**Your goal**
Would you find each line in the entries below with the string "source" and copy it?

(Dataset entries)
----

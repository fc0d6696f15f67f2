// Command-line surface. Flags only; validation of combinations lives in
// `dispatch::plan`.

use crate::model::PrivacyStatus;
use clap::{ArgAction, Parser};
use std::path::PathBuf;

/// Command-line flags. `--upload` and `--comments` select the two modes.
#[derive(Parser, Debug, Default, Clone)]
#[command(
    name = "tubeman",
    author,
    version,
    about = "YouTube video uploader and comment manager",
    long_about = None
)]
pub struct Cli {
    /// Upload a video to YouTube
    #[arg(long, value_name = "VIDEO_FILE")]
    pub upload: Option<PathBuf>,

    /// The title of the video
    #[arg(long, value_name = "TITLE")]
    pub title: Option<String>,

    /// The description of the video
    #[arg(long, value_name = "DESCRIPTION")]
    pub description: Option<String>,

    /// The tags of the video
    #[arg(long, value_name = "TAGS", num_args = 1..)]
    pub tags: Option<Vec<String>>,

    /// The category of the video
    #[arg(long, value_name = "CATEGORY_ID")]
    pub category: Option<String>,

    /// The privacy status of the video
    #[arg(long, value_enum, value_name = "PRIVACY_STATUS")]
    pub privacy: Option<PrivacyStatus>,

    /// Manage comments on a YouTube video
    #[arg(long, value_name = "VIDEO_ID")]
    pub comments: Option<String>,

    /// Keywords to search for in comments (all must match)
    #[arg(long, value_name = "KEYWORDS", num_args = 1..)]
    pub keywords: Option<Vec<String>>,

    /// Delete comments containing the keywords
    #[arg(long)]
    pub delete: bool,

    /// List the comments that would be deleted without deleting them
    #[arg(long)]
    pub dry_run: bool,

    /// Ask before deleting each comment
    #[arg(long)]
    pub confirm: bool,

    /// Load credentials from this env file instead of .env
    #[arg(long, value_name = "PATH")]
    pub env_file: Option<PathBuf>,

    /// Increase log verbosity (-v info, -vv debug)
    #[arg(short, long, action = ArgAction::Count)]
    pub verbose: u8,
}
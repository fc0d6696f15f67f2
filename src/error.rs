// Error type shared by the API client and the workflows built on it.

use thiserror::Error;

/// Failure while talking to the video platform or reading the local file
/// that feeds it.
#[derive(Debug, Error)]
pub enum ApiError {
    #[error("request failed: {0}")]
    Transport(#[from] reqwest::Error),

    #[error("API returned {status}: {message}")]
    Status { status: u16, message: String },

    #[error("{context}: {source}")]
    Io {
        context: String,
        #[source]
        source: std::io::Error,
    },

    #[error("invalid JSON: {0}")]
    Json(#[from] serde_json::Error),

    #[error("unexpected response: {0}")]
    Protocol(String),
}

impl ApiError {
    pub(crate) fn io(context: impl Into<String>, source: std::io::Error) -> Self {
        ApiError::Io {
            context: context.into(),
            source,
        }
    }
}

pub type ApiResult<T> = std::result::Result<T, ApiError>;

----

**Output below**
    #[error("{context}: {source}")]
        #[source]
        source: std::io::Error,
    pub(crate) fn io(context: impl Into<String>, source: std::io::Error) -> Self {
            source,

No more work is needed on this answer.